Pour commencer j’avoue que la pochette est très belle et je j’ai appris à me méfier des belles pochettes. Souvent on est déçu par le contenus. Pour le cas présent le groupe aurait dû s’appeler Janus. Parfois génial, et parfois ennuyeux. Génial quand les compos sont originales et ennuyeux quand ils font du sous Norther (qui est déjà un copie de Children Of Bodom). Les originales mélangent de façon assez subtils le black/death mélodique avec un refrain en chant claire de bonne facture, même de très bonne facture. Il faut reconnaître que Eino a une voix très polyvalente. Pour une raison inexpliqué les compos sont beaucoup plus riches quand il y a ces partis en chant claire. L’utilisation du clavier est identique à celle des groupes précédemment cités mais n’est-ce pas la marque de fabrique du genre. Je pense que oui. En revanche l’aspect virtuose de la guitare n’est pas présent sur le disque même si les deux guitaristes font remarquablement bien leur travail.
Les titres ennuyeux se font d’autant plus sentir si vous écoutez le CD d’une seul trait. Au début vous trouvez ça chouette et arrivé vers la fin, les parties de voix claire disparaissent et on se retrouve dans du plagia de qualité moyenne. Mais je vais me faire l’avocat du diable en disant que l’on ne peut absolument pas en vouloir au groupe de ne pas répéter le même schéma sur chaque titre au risque d’être plus ennuyeux.
Donc un avis mitigé sur ce CD qui m’a vraiment surpris dans les premiers morceaux et déçus dans les derniers (bien que le dernier morceau soit bien sympa). A écouter pour le l’excellent début.
Brainstorm : Metus Mortis
Metus Mortis est le deuxième opus avec Andy B. Franck au chant et pour moi c’est vraiment un tuerie. Si Maiden n’existait pas on pourrait mettre cet album à coté de la définition de heavy métal.
Même si mon jugement semble impartial, c’est ne partie du au fait que beaucoup d’intensité se dégage de cet opus. On sent bien que chaque morceau a été travaillé et que rien n’est laissé au hasard. L’influence du nouveau front se fait sentir. Il a une participation active dans l’écriture de tous les morceaux. Ce disque a donné son identité au groupe. Comme pour les plus grands groupes, on reconnaît des les premières notes que c’est du Brainstorm. Ce qui est le plus fort c’est que l’on reconnaît que c’est du Brainstorm mais ce n’est pas pour autant répétitif. Chaque morceau est unique et excellent. C’est du bon gros heavy avec des rythmiques bien en place et un chant juste. Les solos de guitares sont très bien ajustés à chaque mélodie. Non rien a redire.
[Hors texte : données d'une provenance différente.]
//! Interface configuration.
//!
//! Everything the protocol and coordination layers need is passed in through
//! [`InterfaceConfig`]; nothing is read from process-wide state.

use std::net::{Ipv4Addr, SocketAddr, SocketAddrV4};
use std::time::Duration;

use serde::{Deserialize, Serialize};

use crate::error::{InterfaceError, InterfaceResult};

/// Default UDP port the bridge listens on for exporter packets.
pub const DEFAULT_LISTEN_PORT: u16 = 9089;

/// Default number of retries after the initial control request.
pub const DEFAULT_RETRY_LIMIT: u32 = 10;

/// Default retry interval for control requests.
pub const DEFAULT_RETRY_INTERVAL_MS: u64 = 1000;

/// Default silence after which the remote is treated as gone.
pub const DEFAULT_HEARTBEAT_TIMEOUT_MS: u64 = 5000;

/// Interface configuration.
#[derive(Debug, Clone, PartialEq, Eq, Serialize, Deserialize)]
#[serde(default)]
pub struct InterfaceConfig {
    /// Exporter endpoint. When unset, the source of the first inbound
    /// packet is used.
    pub remote_addr: Option<SocketAddr>,

    /// Local endpoint for inbound packets.
    pub listen_addr: SocketAddr,

    /// Short name of the export driver to request, e.g. `F-16C`.
    ///
    /// When unset, the bridge is synchronized with whatever driver the
    /// remote reports.
    pub expected_driver: Option<String>,

    /// Retries after the initial send before a request is abandoned.
    pub retry_limit: u32,

    pub retry_interval_ms: u64,

    pub heartbeat_timeout_ms: u64,

    /// Ask the remote to load the module for the active aircraft on start.
    pub request_module_on_start: bool,
}

impl Default for InterfaceConfig {
    fn default() -> Self {
        Self {
            remote_addr: None,
            listen_addr: SocketAddr::V4(SocketAddrV4::new(
                Ipv4Addr::UNSPECIFIED,
                DEFAULT_LISTEN_PORT,
            )),
            expected_driver: None,
            retry_limit: DEFAULT_RETRY_LIMIT,
            retry_interval_ms: DEFAULT_RETRY_INTERVAL_MS,
            heartbeat_timeout_ms: DEFAULT_HEARTBEAT_TIMEOUT_MS,
            request_module_on_start: true,
        }
    }
}

impl InterfaceConfig {
    /// Create a configuration builder.
    #[must_use]
    pub fn builder() -> InterfaceConfigBuilder {
        InterfaceConfigBuilder::default()
    }

    /// Validate the configuration.
    ///
    /// # Errors
    ///
    /// Returns an error for zero intervals or timeouts, a blank driver name,
    /// or a driver name containing protocol separators.
    pub fn validate(&self) -> InterfaceResult<()> {
        if self.retry_interval_ms == 0 {
            return Err(InterfaceError::invalid_configuration(
                "retry_interval_ms must be positive",
            ));
        }
        if self.heartbeat_timeout_ms == 0 {
            return Err(InterfaceError::invalid_configuration(
                "heartbeat_timeout_ms must be positive",
            ));
        }
        if let Some(driver) = &self.expected_driver {
            if driver.trim().is_empty() {
                return Err(InterfaceError::invalid_configuration(
                    "expected_driver must not be blank",
                ));
            }
            if driver.contains(['\n', ':', '=']) {
                return Err(InterfaceError::invalid_configuration(
                    "expected_driver must not contain ':', '=' or newlines",
                ));
            }
        }
        Ok(())
    }

    pub fn retry_interval(&self) -> Duration {
        Duration::from_millis(self.retry_interval_ms)
    }

    pub fn heartbeat_timeout(&self) -> Duration {
        Duration::from_millis(self.heartbeat_timeout_ms)
    }
}

/// Builder for [`InterfaceConfig`].
#[derive(Debug, Default)]
pub struct InterfaceConfigBuilder {
    config: InterfaceConfig,
}

impl InterfaceConfigBuilder {
    #[must_use]
    pub fn remote_addr(mut self, addr: SocketAddr) -> Self {
        self.config.remote_addr = Some(addr);
        self
    }

    #[must_use]
    pub fn listen_addr(mut self, addr: SocketAddr) -> Self {
        self.config.listen_addr = addr;
        self
    }

    #[must_use]
    pub fn expected_driver(mut self, driver: impl Into<String>) -> Self {
        self.config.expected_driver = Some(driver.into());
        self
    }

    #[must_use]
    pub fn retry_limit(mut self, limit: u32) -> Self {
        self.config.retry_limit = limit;
        self
    }

    #[must_use]
    pub fn retry_interval_ms(mut self, ms: u64) -> Self {
        self.config.retry_interval_ms = ms;
        self
    }

    #[must_use]
    pub fn heartbeat_timeout_ms(mut self, ms: u64) -> Self {
        self.config.heartbeat_timeout_ms = ms;
        self
    }

    #[must_use]
    pub fn request_module_on_start(mut self, enabled: bool) -> Self {
        self.config.request_module_on_start = enabled;
        self
    }

    /// Build and validate.
    ///
    /// # Errors
    ///
    /// Returns the first validation failure.
    pub fn build(self) -> InterfaceResult<InterfaceConfig> {
        self.config.validate()?;
        Ok(self.config)
    }
}

#[cfg(test)]
mod tests {
    use super::*;

    type TestResult = Result<(), Box<dyn std::error::Error>>;

    #[test]
    fn test_defaults() {
        let config = InterfaceConfig::default();
        assert_eq!(config.retry_limit, 10);
        assert_eq!(config.retry_interval(), Duration::from_secs(1));
        assert_eq!(config.heartbeat_timeout(), Duration::from_secs(5));
        assert!(config.request_module_on_start);
        assert!(config.remote_addr.is_none());
        assert!(config.validate().is_ok());
    }

    #[test]
    fn test_builder_validates() -> TestResult {
        let config = InterfaceConfig::builder()
            .expected_driver("F-16C")
            .retry_limit(3)
            .retry_interval_ms(250)
            .remote_addr("127.0.0.1:9088".parse()?)
            .build()?;
        assert_eq!(config.expected_driver.as_deref(), Some("F-16C"));
        assert_eq!(config.retry_limit, 3);

        assert!(InterfaceConfig::builder().retry_interval_ms(0).build().is_err());
        assert!(InterfaceConfig::builder().expected_driver("  ").build().is_err());
        assert!(InterfaceConfig::builder().expected_driver("A:B").build().is_err());
        Ok(())
    }

    #[test]
    fn test_partial_yaml_uses_defaults() -> TestResult {
        let config: InterfaceConfig = serde_yaml::from_str("expected_driver: A-10C\nretry_limit: 2\n")?;
        assert_eq!(config.expected_driver.as_deref(), Some("A-10C"));
        assert_eq!(config.retry_limit, 2);
        assert_eq!(config.heartbeat_timeout_ms, DEFAULT_HEARTBEAT_TIMEOUT_MS);
        Ok(())
    }
}
//! `ALERT_MESSAGE` payloads.
//!
//! The exporter reports script errors as base64 text. `=` would collide with
//! the pair separator, so padding travels as `-`.

use base64::Engine;
use base64::engine::general_purpose::STANDARD;

use crate::error::{InterfaceError, InterfaceResult};

/// Decodes an alert payload to text.
///
/// # Errors
///
/// [`InterfaceError::AlertDecode`] when the payload is not base64 or the
/// decoded bytes are not UTF-8.
pub fn decode_alert(payload: &str) -> InterfaceResult<String> {
    let restored = payload.trim().replace('-', "=");
    let bytes = STANDARD
        .decode(restored.as_bytes())
        .map_err(|error| InterfaceError::AlertDecode(error.to_string()))?;
    String::from_utf8(bytes).map_err(|error| InterfaceError::AlertDecode(error.to_string()))
}

/// Encodes text the way the exporter does.
pub fn encode_alert(message: &str) -> String {
    STANDARD.encode(message.as_bytes()).replace('=', "-")
}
Le titre le plus sympa a mon humble avis est « Shadowland » qui est un hymne au heavy métal.
Courez l’acheter si vous ne l’avez pas !!!!!!!!
Apocalyptica - Trabendo Paris 2005
Comme Guardian, j’avais vu Apocalyptica en première partie de Rammstein et j’avoue avoir été bluffer par le jeu et l’intensité des finlandais. C’est tout naturellement que je retourne les voire dans cette magnifique salle qu’est le Trabendo. Pour vous situer la qualité du son c’est un ancien club de jazz à l’acoustique formidable. Pour info le concert est sold out depuis plus de 2 mois.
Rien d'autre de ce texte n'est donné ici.